Critics of the plan say it's likely to backfire. Instead of buying Israel a few years of stability, they warn, the idea of effectively seizing more West Bank land that's supposed to be part of a Palestinian state, walling Israel behind the separation barrier and retaining a military presence near Jordan will only inflame frustrations.

"I absolutely don't think there is a unilateral solution that works," said Shibley Telhami, a senior fellow at the Brookings Institution's Saban Center for Middle East Policy. "It works fine as a tactical argument, but it isn't going to solve even the immediate problems. I don't think that worsening economic and political conditions in the Palestinian areas are going to be helpful to the Israelis."

In fact, Telhami said, a second settlement pullout could end up further empowering Hamas, the Islamist militant group that now dominates the Palestinian Authority. Hamas has argued that its suicide-bombing strategy was a main reason that Israel withdrew from the predominantly Palestinian Gaza Strip last summer.

Edward Abington, a former U.S. consul general who's now advising Palestinian Authority President Mahmoud Abbas, said the plan as laid out by Olmert did little more than create more politically palatable Israeli domination.

"What the Israelis are saying is they've given up on any idea of any kind of agreement leading to statehood with the Palestinians," Abington said. "What they have settled on instead is reorganizing the occupation in a way where, by Israeli calculations, they will be more secure and suffer less in the way of casualties. It's not stable."

Unilateralism has quickly become Israel's populist political movement. And, for the first time, Israelis will have a chance to formally endorse the idea.

When Ariel Sharon became prime minister in 2001, he publicly rebuffed talk of abandoning some 250,000 Jews living in disputed West Bank and Gaza Strip settlements amid millions of Palestinians under Israeli military rule.

So many people were shocked in 2004 when Sharon unveiled his plan to raze all 21 Jewish settlements in the Gaza Strip and end Israel's military presence in the coastal region, which is home to 1.3 million Palestinians.

Israel's pullout from Gaza last summer won broad support from the Israeli public, and Sharon was considering a similar plan for the West Bank when his political career was cut short by a debilitating stroke in January.

Olmert, then Sharon's second-in-command, stepped in as acting prime minister and leader of the new breakaway Kadima party, which is expected to win the most parliamentary seats Tuesday.

Olmert has made it clear that he'll form a coalition government only with smaller political parties that support the idea of a partial West Bank pullout.

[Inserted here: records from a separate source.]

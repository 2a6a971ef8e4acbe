#![doc = include_str!("../README.md")]
#![doc(issue_tracker_base_url = "https://github.com/factordynamics/hobart/issues/")]
#![cfg_attr(docsrs, feature(doc_cfg, doc_auto_cfg))]
#![warn(missing_docs)]
#![forbid(unsafe_code)]

pub mod document;
pub mod error;

pub use document::{DocumentKind, RawDocumentText, load_document};
pub use error::{Result, SourceError};

/// Version information.
pub const VERSION: &str = env!("CARGO_PKG_VERSION");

"I want to make this clear, so that no one is in any doubt: I intend to implement this plan," Olmert told Israeli television this month. "Anyone who does not wish this plan to be implemented will not be in my coalition. I do not intend to compromise on the details of the plan. This is the plan, and there is no other."

The idea of going it alone has gained greater cachet since Hamas won control of the Palestinian Authority through elections in January.

Hamas has ruled out recognizing Israel as a nation, much less negotiating with it. That's allowed Israeli politicians to shun Hamas as a potential partner and has given more credence to the unilateral proposal.

Miri Eisin, a former intelligence officer in the Israel Defense Forces, said that, while risky, unilateralism was the only option Israel had now.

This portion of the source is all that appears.